[Stored data entries]
--- --- ---

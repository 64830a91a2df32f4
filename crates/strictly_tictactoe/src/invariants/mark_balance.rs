//! Mark balance invariant: X leads O by zero or one.

use super::Invariant;
use crate::types::{Board, Mark};

/// Invariant: X moves first and players alternate, so X's count is equal
/// to O's or exactly one higher.
pub struct MarkBalance;

impl Invariant<Board> for MarkBalance {
    fn holds(board: &Board) -> bool {
        let x = board.count(Mark::X);
        let o = board.count(Mark::O);
        x == o || x == o + 1
    }

    fn description() -> &'static str {
        "X count equals O count or exceeds it by one"
    }
}

#[cfg(test)]
mod tests {
    use super::*;

    fn holds(s: &str) -> bool {
        MarkBalance::holds(&s.parse().unwrap())
    }

    #[test]
    fn test_balanced_boards_hold() {
        assert!(holds("........."));
        assert!(holds("X........"));
        assert!(holds("XO......."));
        assert!(holds("XOX/XXO/OXO"));
    }

    #[test]
    fn test_o_ahead_violates() {
        assert!(!holds("O........"));
        // Full, drawn, but O has five marks.
        assert!(!holds("XOX/OXO/OXO"));
    }

    #[test]
    fn test_x_two_ahead_violates() {
        assert!(!holds("XX......."));
    }
}
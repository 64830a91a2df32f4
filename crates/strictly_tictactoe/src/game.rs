//! Game driver for tic-tac-toe.
//!
//! [`Game`] is the caller side of the board model: it holds the current
//! board, applies actions through [`result`], and stops once the board is
//! terminal. Every move is checked against the move invariants before it
//! is committed.

use crate::action::{Action, InvalidActionError};
use crate::invariants::{InvariantSet, MoveInvariants, Transition};
use crate::rules::{terminal, winner};
use crate::search::minimax;
use crate::transition::{initial_state, player, result};
use crate::types::{Board, Mark};
use serde::{Deserialize, Serialize};
use tracing::{debug, instrument, warn};

/// Current status of the game.
#[derive(Debug, Clone, Copy, PartialEq, Eq, Serialize, Deserialize)]
pub enum GameStatus {
    /// Game is ongoing.
    InProgress,
    /// Game ended in a win.
    Won(Mark),
    /// Game ended in a draw.
    Draw,
}

impl GameStatus {
    /// Derives the status of a board.
    pub fn of(board: &Board) -> Self {
        match winner(board) {
            Some(mark) => GameStatus::Won(mark),
            None if terminal(board) => GameStatus::Draw,
            None => GameStatus::InProgress,
        }
    }
}

/// Error that can occur when applying a move.
#[derive(Debug, Clone, PartialEq, Eq, derive_more::Display, derive_more::Error, derive_more::From)]
pub enum MoveError {
    /// The game is already over.
    #[display("Game is already over")]
    #[from(ignore)]
    GameOver,

    /// The board rejected the action.
    #[display("Invalid action: {_0}")]
    InvalidAction(InvalidActionError),

    /// A move invariant was violated (postcondition failure).
    #[display("Invariant violation: {_0}")]
    #[from(ignore)]
    InvariantViolation(#[error(not(source))] String),
}

/// Tic-tac-toe game engine.
#[derive(Debug, Clone, PartialEq, Eq, Serialize, Deserialize)]
pub struct Game {
    board: Board,
    history: Vec<Action>,
}

impl Game {
    /// Creates a game on the initial board.
    #[instrument]
    pub fn new() -> Self {
        Self::from_board(initial_state())
    }

    /// Creates a game continuing from an arbitrary board.
    #[instrument]
    pub fn from_board(board: Board) -> Self {
        Self {
            board,
            history: Vec::new(),
        }
    }

    /// Returns the current board.
    pub fn board(&self) -> &Board {
        &self.board
    }

    /// Returns the actions played by this game, oldest first.
    pub fn history(&self) -> &[Action] {
        &self.history
    }

    /// Returns the mark that moves next.
    pub fn to_move(&self) -> Mark {
        player(&self.board)
    }

    /// Returns the game status.
    pub fn status(&self) -> GameStatus {
        GameStatus::of(&self.board)
    }

    /// Plays `action` for the player to move.
    ///
    /// # Errors
    ///
    /// - [`MoveError::GameOver`] if the board is already terminal
    /// - [`MoveError::InvalidAction`] if the cell is off the board or taken
    /// - [`MoveError::InvariantViolation`] if the move broke a move invariant
    #[instrument(skip(self), fields(to_move = %self.to_move()))]
    pub fn play(&mut self, action: Action) -> Result<GameStatus, MoveError> {
        if terminal(&self.board) {
            return Err(MoveError::GameOver);
        }

        let before = self.board;
        let after = result(&before, action)?;

        MoveInvariants::check_all(&Transition { before, after }).map_err(|violations| {
            let descriptions = violations
                .iter()
                .map(|v| v.description.as_str())
                .collect::<Vec<_>>()
                .join("; ");
            warn!(%descriptions, "Move invariant violated");
            MoveError::InvariantViolation(descriptions)
        })?;

        self.board = after;
        self.history.push(action);

        let status = self.status();
        debug!(?status, "Move applied");
        Ok(status)
    }

    /// Plays the minimax move for the player to move.
    ///
    /// Returns the action played, or `None` when the game is already over.
    #[instrument(skip(self))]
    pub fn play_optimal(&mut self) -> Result<Option<Action>, MoveError> {
        let Some(action) = minimax(&self.board) else {
            return Ok(None);
        };
        self.play(action)?;
        Ok(Some(action))
    }

    /// Plays minimax moves for both sides until the game ends.
    #[instrument(skip(self))]
    pub fn play_out(&mut self) -> Result<GameStatus, MoveError> {
        while self.play_optimal()?.is_some() {}
        let status = self.status();
        debug!(?status, moves = self.history.len(), "Game finished");
        Ok(status)
    }
}

impl Default for Game {
    fn default() -> Self {
        Self::new()
    }
}
// Message types exchanged between the orchestrator and the terminal UI.
//
// The TUI sends `UserCommand`s; the orchestrator answers with `UiUpdate`s.
// Screens are delivered whole as `ScreenData` after every navigation.

use std::path::PathBuf;

use chrono::NaiveDate;

use farmai_core::diagnosis::DiagnosisSheet;
use farmai_core::farm::{Farm, FarmUpdate, NewFarm};
use farmai_core::fields::FieldValues;
use farmai_core::interview::{InterviewLog, SuggestedQuestion};
use farmai_core::plan::{ConsultingPlan, FinalReport};
use farmai_core::report::{FallbackReason, GeneratedReport};
use farmai_core::session::{ConsultingSession, SessionStatus};
use farmai_core::wizard::DataStep;
use farmai_llm::Transcription;

use crate::route::Route;

// ---------------------------------------------------------------------------
// TUI -> app
// ---------------------------------------------------------------------------

#[derive(Debug, Clone, PartialEq)]
pub enum UserCommand {
    Navigate(Route),
    /// Reload the current screen from storage.
    Reload,

    CreateFarm(NewFarm),
    UpdateFarm(FarmUpdate),
    DeleteFarm { farm_id: String },

    /// Open a new consulting session for today and enter the data wizard.
    StartConsulting { farm_id: String },
    SetSessionStatus { consulting_id: String, status: SessionStatus },
    DeleteSession { consulting_id: String },

    /// Save one wizard step and move to the following screen.
    SaveStepData {
        farm_id: String,
        step: DataStep,
        inputs: Vec<(String, String)>,
    },
    SaveDiagnosis { farm_id: String, sheet: DiagnosisSheet },

    AddInterviewEntry { farm_id: String, question: String, answer: String },
    RemoveInterviewEntry { farm_id: String, index: usize },
    SuggestQuestions { farm_id: String },
    TranscribeAudio { farm_id: String, path: PathBuf },

    /// Generate the report again even when one is stored.
    RegenerateReport { farm_id: String, session: Option<String> },

    SavePlan { farm_id: String, plan: ConsultingPlan },
    SaveFinalReport { farm_id: String, report: FinalReport },
    DraftFinalReport { farm_id: String },

    Ask { farm_id: String, question: String },
    Quit,
}

// ---------------------------------------------------------------------------
// App -> TUI
// ---------------------------------------------------------------------------

/// Progress of a background model request.
#[derive(Debug, Clone, Copy, PartialEq, Eq, Default)]
pub enum LlmStatus {
    #[default]
    Idle,
    Pending,
    Streaming,
    Complete,
    Error,
}

#[derive(Debug, Clone, Copy, PartialEq, Eq)]
pub enum NoticeLevel {
    Info,
    Error,
}

/// A message shown in a modal until dismissed.
#[derive(Debug, Clone, PartialEq, Eq)]
pub struct Notice {
    pub level: NoticeLevel,
    pub message: String,
}

impl Notice {
    pub fn info(message: impl Into<String>) -> Self {
        Self {
            level: NoticeLevel::Info,
            message: message.into(),
        }
    }

    pub fn error(message: impl Into<String>) -> Self {
        Self {
            level: NoticeLevel::Error,
            message: message.into(),
        }
    }
}

/// Everything a screen displays, loaded for one route.
#[derive(Debug, Clone, PartialEq)]
pub enum ScreenData {
    Home {
        backend: String,
        llm_model: Option<String>,
    },
    FarmList {
        farms: Vec<Farm>,
    },
    Consulting {
        farm: Farm,
        /// Newest first.
        sessions: Vec<ConsultingSession>,
        consulting_date: Option<NaiveDate>,
        plan: Option<ConsultingPlan>,
    },
    DataEntry {
        farm: Farm,
        step: DataStep,
        values: FieldValues,
    },
    Diagnosis {
        farm: Farm,
        sheet: DiagnosisSheet,
    },
    Interview {
        farm: Farm,
        log: InterviewLog,
    },
    Report {
        farm: Farm,
        session: Option<ConsultingSession>,
        /// `None` while a report is being generated.
        report: Option<GeneratedReport>,
    },
    Plan {
        farm: Farm,
        plan: ConsultingPlan,
    },
    FinalReport {
        farm: Farm,
        sessions: Vec<ConsultingSession>,
        report: FinalReport,
    },
    Ask {
        farm: Farm,
    },
}

impl ScreenData {
    pub fn farm(&self) -> Option<&Farm> {
        match self {
            ScreenData::Home { .. } | ScreenData::FarmList { .. } => None,
            ScreenData::Consulting { farm, .. }
            | ScreenData::DataEntry { farm, .. }
            | ScreenData::Diagnosis { farm, .. }
            | ScreenData::Interview { farm, .. }
            | ScreenData::Report { farm, .. }
            | ScreenData::Plan { farm, .. }
            | ScreenData::FinalReport { farm, .. }
            | ScreenData::Ask { farm } => Some(farm),
        }
    }
}

#[derive(Debug, Clone, PartialEq)]
pub enum UiUpdate {
    /// A route finished loading.
    Screen { route: Route, data: Box<ScreenData> },
    /// A route could not be loaded; the previous screen stays.
    LoadFailed { route: Route, message: String },
    Notice(Notice),
    ReportStatus(LlmStatus),
    ReportReady(Box<GeneratedReport>),
    QuestionsSuggested {
        questions: Vec<SuggestedQuestion>,
        fallback: Option<FallbackReason>,
    },
    Transcribed(Transcription),
    FinalReportDrafted(Box<FinalReport>),
    AskStarted,
    AskToken(String),
    AskComplete,
    AskError(String),
}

--- --- ---

== Problem statement ==
The lines running from the start of the data through the one that contains "fn holds(board: &Board)" should be reproduced exactly, and only those.

== Result of this exercise ==
repository 64830a91a2df32f4
filename crates/strictly_tictactoe/src/invariants/mark_balance.rs
//! Mark balance invariant: X leads O by zero or one.

use super::Invariant;
use crate::types::{Board, Mark};

/// Invariant: X moves first and players alternate, so X's count is equal
/// to O's or exactly one higher.
pub struct MarkBalance;

impl Invariant<Board> for MarkBalance {
    fn holds(board: &Board) -> bool {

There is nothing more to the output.